While these gestures typically express a certain attitude, they do not express directly to truth. For example, there has been a lot of psychological and pop-psychology literature on how to spot a liar by reading body language. The assortment of clues, including nose touching, mouth covering, eye closing and a high pitched voice, are said to all points of detecting deceit.

The truth is, all of these same “pacifying” indications can be triggered by nervousness, states of discomfort, and stress. According to Psychology Today, many police investigators, judges, and jurors have been misinformed by this myth. Really, it’s just an updated version of the tribe that found people guilty if an egg broke in their hands. Rather than accusing someone of lying because they touch their nose, use it as a clue to better understand their stress or potential deceit under the circumstances.

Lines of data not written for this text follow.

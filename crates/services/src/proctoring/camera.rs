use std::sync::{Arc, Weak};
use std::time::Duration;

use exam_core::security::{CAMERA_ADVISORY, IncidentKind};
use tokio::time::{Instant, interval_at};
use tracing::{debug, info};

use super::capabilities::{CameraCapability, FaceDetector, StreamGuard};
use super::monitor::MonitorShared;
use crate::error::CapabilityError;

/// Camera source: acquire the stream, load detection models, then count faces
/// once per `poll` until the monitor stops.
///
/// The stream is held by a `StreamGuard`, so it is released on every exit,
/// including an abort while a detection is in flight.
pub(crate) async fn run(
    monitor: Weak<MonitorShared>,
    camera: Arc<dyn CameraCapability>,
    detector: Arc<dyn FaceDetector>,
    poll: Duration,
) {
    let stream = match camera.request_video_stream().await {
        Ok(stream) => stream,
        Err(err) => return disable(&monitor, &err),
    };
    let mut stream = StreamGuard::new(stream);

    if let Err(err) = detector.load_models().await {
        return disable(&monitor, &err);
    }
    if !is_live(&monitor) {
        return;
    }
    info!("camera monitoring active");

    let mut ticker = interval_at(Instant::now() + poll, poll);
    loop {
        ticker.tick().await;
        if !is_live(&monitor) {
            return;
        }
        let Some(frame) = stream.current_frame() else {
            continue;
        };

        let count = match detector.detect_faces(&frame).await {
            Ok(count) => count,
            Err(err) => {
                debug!(error = %err, "face detection failed for frame, skipping");
                continue;
            }
        };

        // The session may have finished while detection was running.
        let Some(shared) = monitor.upgrade() else {
            return;
        };
        if shared.is_stopped() {
            return;
        }
        if let Some(kind) = IncidentKind::from_face_count(count) {
            shared.record_incident(kind);
        }
    }
}

fn is_live(monitor: &Weak<MonitorShared>) -> bool {
    monitor.upgrade().is_some_and(|shared| !shared.is_stopped())
}

fn disable(monitor: &Weak<MonitorShared>, err: &CapabilityError) {
    info!(error = %err, "camera monitoring disabled");
    if let Some(shared) = monitor.upgrade() {
        shared.post_advisory(CAMERA_ADVISORY);
    }
}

Beyond these isolated gestures, there are larger trends across body language called core patterns. Core patterns are general groups of body gestures, such as preening, expanding, or enacting, that usually display the base biological concerns. For example, preening is a ritual of cleaning or tidying oneself that is found all across nature. For humans, we straighten clothes, redo hair, or look in a mirror in order to deliberately make ourselves feel attractive, flirting to express attractiveness, or express vain obsessiveness with our looks.

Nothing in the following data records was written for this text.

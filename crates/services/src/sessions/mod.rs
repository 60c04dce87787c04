mod controller;
mod launcher;
mod view;

pub use controller::{Completion, SessionContext, SessionController, SessionDeps};
pub use launcher::AssessmentLauncher;
pub use view::SessionSnapshot;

Expanding is a way to indicate power, either as intimidation or a response to a threat, and takes the form of standing upright, straightening the head, thrusting the chin, flaring the nose, puffing the chest, or planting your feet wide, as if ready to fight. While it is born out of a physical response, people still use it to command a room, and express their superiority or wish to speak first. Core patterns demonstrate that it’s never just one gesture, but a collection, or trend of physical actions that make up non verbal communication.

More often, verbal and non verbal communication go hand in hand, meaning we intuitively use one to inform the other. For example, people who naturally bond with each other also subconsciously mirror each other. If you are having a good time with someone, you are likely to smile when they smile. According to neurologist research, there is a neuron in the brain responsible for face and facial expression recognition that also triggers the ‘mirroring’ reaction. There is a subconscious desire to express synchronicity with people in non verbal body language.

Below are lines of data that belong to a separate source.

//! Integrity warning/violation state machine.
//!
//! Incident sources (tab focus, camera face counts) live in the services crate;
//! this module only decides what an incident does to the state.

use serde::{Deserialize, Serialize};

/// Default number of incidents that terminates a session.
pub const DEFAULT_VIOLATION_THRESHOLD: u32 = 2;

/// Advisory shown when camera monitoring cannot start.
pub const CAMERA_ADVISORY: &str =
    "Camera monitoring is unavailable. Please enable your camera to continue.";

/// Kinds of detected integrity incidents.
#[derive(Debug, Clone, Copy, PartialEq, Eq, Hash, Serialize, Deserialize)]
#[serde(rename_all = "snake_case")]
pub enum IncidentKind {
    TabSwitch,
    NoFace,
    MultipleFaces,
}

impl IncidentKind {
    /// Human-readable reason used in warning messages.
    #[must_use]
    pub fn reason(self) -> &'static str {
        match self {
            IncidentKind::TabSwitch => "Tab switching detected",
            IncidentKind::NoFace => "No face detected",
            IncidentKind::MultipleFaces => "Multiple faces detected",
        }
    }

    /// Incident raised for a face-detection result, if any.
    #[must_use]
    pub fn from_face_count(count: usize) -> Option<Self> {
        match count {
            0 => Some(IncidentKind::NoFace),
            1 => None,
            _ => Some(IncidentKind::MultipleFaces),
        }
    }
}

#[derive(Debug, Clone, Copy, PartialEq, Eq, Default, Serialize, Deserialize)]
#[serde(rename_all = "lowercase")]
pub enum SecurityStatus {
    #[default]
    Secure,
    Warning,
    Violation,
}

#[derive(Debug, Clone, Copy, PartialEq, Eq, Serialize, Deserialize)]
#[serde(rename_all = "lowercase")]
pub enum MessageKind {
    Advisory,
    Warning,
    Termination,
}

/// Most recent message published by the monitor.
#[derive(Debug, Clone, PartialEq, Eq, Serialize, Deserialize)]
pub struct SecurityMessage {
    pub text: String,
    pub kind: MessageKind,
    pub visible: bool,
    /// Monotonic sequence number; lets delayed hide requests skip newer messages.
    pub seq: u64,
}

/// Outcome of applying an incident.
#[derive(Debug, Clone, Copy, PartialEq, Eq)]
pub enum SecurityTransition {
    /// Below threshold; carries the new count and the published message's sequence.
    Warning { count: u32, message_seq: u64 },
    /// Threshold reached. Emitted once per state.
    Violation { count: u32 },
}

/// Warning/violation state of one session.
#[derive(Debug, Clone, PartialEq, Eq, Serialize, Deserialize)]
#[serde(rename_all = "camelCase")]
pub struct SecurityState {
    status: SecurityStatus,
    warning_count: u32,
    tab_focused: bool,
    message: Option<SecurityMessage>,
    threshold: u32,
    next_seq: u64,
}

impl Default for SecurityState {
    fn default() -> Self {
        Self::new(DEFAULT_VIOLATION_THRESHOLD)
    }
}

impl SecurityState {
    /// A secure state terminating at `threshold` incidents (at least 1).
    #[must_use]
    pub fn new(threshold: u32) -> Self {
        Self {
            status: SecurityStatus::Secure,
            warning_count: 0,
            tab_focused: true,
            message: None,
            threshold: threshold.max(1),
            next_seq: 0,
        }
    }

    #[must_use]
    pub fn status(&self) -> SecurityStatus {
        self.status
    }

    #[must_use]
    pub fn warning_count(&self) -> u32 {
        self.warning_count
    }

    #[must_use]
    pub fn threshold(&self) -> u32 {
        self.threshold
    }

    #[must_use]
    pub fn tab_focused(&self) -> bool {
        self.tab_focused
    }

    #[must_use]
    pub fn message(&self) -> Option<&SecurityMessage> {
        self.message.as_ref()
    }

    #[must_use]
    pub fn is_violation(&self) -> bool {
        self.status == SecurityStatus::Violation
    }

    /// Apply an incident. Returns `None` once the state is in violation.
    pub fn record_incident(&mut self, kind: IncidentKind) -> Option<SecurityTransition> {
        if self.is_violation() {
            return None;
        }

        self.warning_count = (self.warning_count + 1).min(self.threshold);
        let count = self.warning_count;

        if count >= self.threshold {
            self.status = SecurityStatus::Violation;
            self.publish(
                format!(
                    "Assessment terminated: {}. Maximum security violations reached.",
                    kind.reason()
                ),
                MessageKind::Termination,
            );
            return Some(SecurityTransition::Violation { count });
        }

        self.status = SecurityStatus::Warning;
        let message_seq = self.publish(
            format!(
                "Warning {count}/{}: {}. Continued violations will terminate the assessment.",
                self.threshold,
                kind.reason()
            ),
            MessageKind::Warning,
        );
        Some(SecurityTransition::Warning { count, message_seq })
    }

    /// Track page visibility. A visible-to-hidden change yields `TabSwitch`.
    pub fn set_tab_visible(&mut self, visible: bool) -> Option<IncidentKind> {
        if visible {
            self.tab_focused = true;
            return None;
        }
        if self.tab_focused {
            self.tab_focused = false;
            return Some(IncidentKind::TabSwitch);
        }
        None
    }

    /// Publish a non-blocking advisory. Does not touch status or count.
    pub fn post_advisory(&mut self, text: impl Into<String>) -> u64 {
        self.publish(text.into(), MessageKind::Advisory)
    }

    /// Hide the message with sequence `seq` if it is still the current one.
    pub fn hide_message(&mut self, seq: u64) -> bool {
        match self.message.as_mut() {
            Some(message) if message.seq == seq && message.visible => {
                message.visible = false;
                true
            }
            _ => false,
        }
    }

    pub fn dismiss_message(&mut self) {
        if let Some(message) = self.message.as_mut() {
            message.visible = false;
        }
    }

    fn publish(&mut self, text: String, kind: MessageKind) -> u64 {
        let seq = self.next_seq;
        self.next_seq += 1;
        self.message = Some(SecurityMessage {
            text,
            kind,
            visible: true,
            seq,
        });
        seq
    }
}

There are advantages of non verbal communication. You can use this information to develop your non verbal communication skills and create better opportunities for enjoyable engagement. For example, if you are on a date, try to subtly mirror your body position to theirs. This could potentially create a comfortable atmosphere and a level of mutual trust. Or, on a job interview, you can lean in, and cock your head to show interest when the interviewer is talking. Then, mirror his or her body position to achieve of level of camaraderie, or sameness. Only do this if they are not assuming an authoritative body language. If so, you will only appear arrogant or subordinate.

You can even use these body language techniques to induce a better personal experience. According to Psychologia, you can purposefully assume a physical position that in turn affects your emotional state. For example, if you want to feel happy, you can force yourself to smile, usually triggering the same emotion. If you are nervous, try assuming a confident body position, and you are more likely to develop feelings of confidence.

Summary 

If you want to make sure you understand people better, intently listen to them, verbally and non verbally. Focus on being attuned to everything they are saying, and genuinely care about their message. It can help you provide support to a friend even if they are not verbally asking you for it. On the other end, you can use non verbal communication tips to understand how you come across to others. If people think you are arrogant, try mirroring their body position instead, lowering the volume of your voice, and of course, making sure you don’t say narcissistic things.  The insightful perception of non verbal communication allows you better understand others and yourself.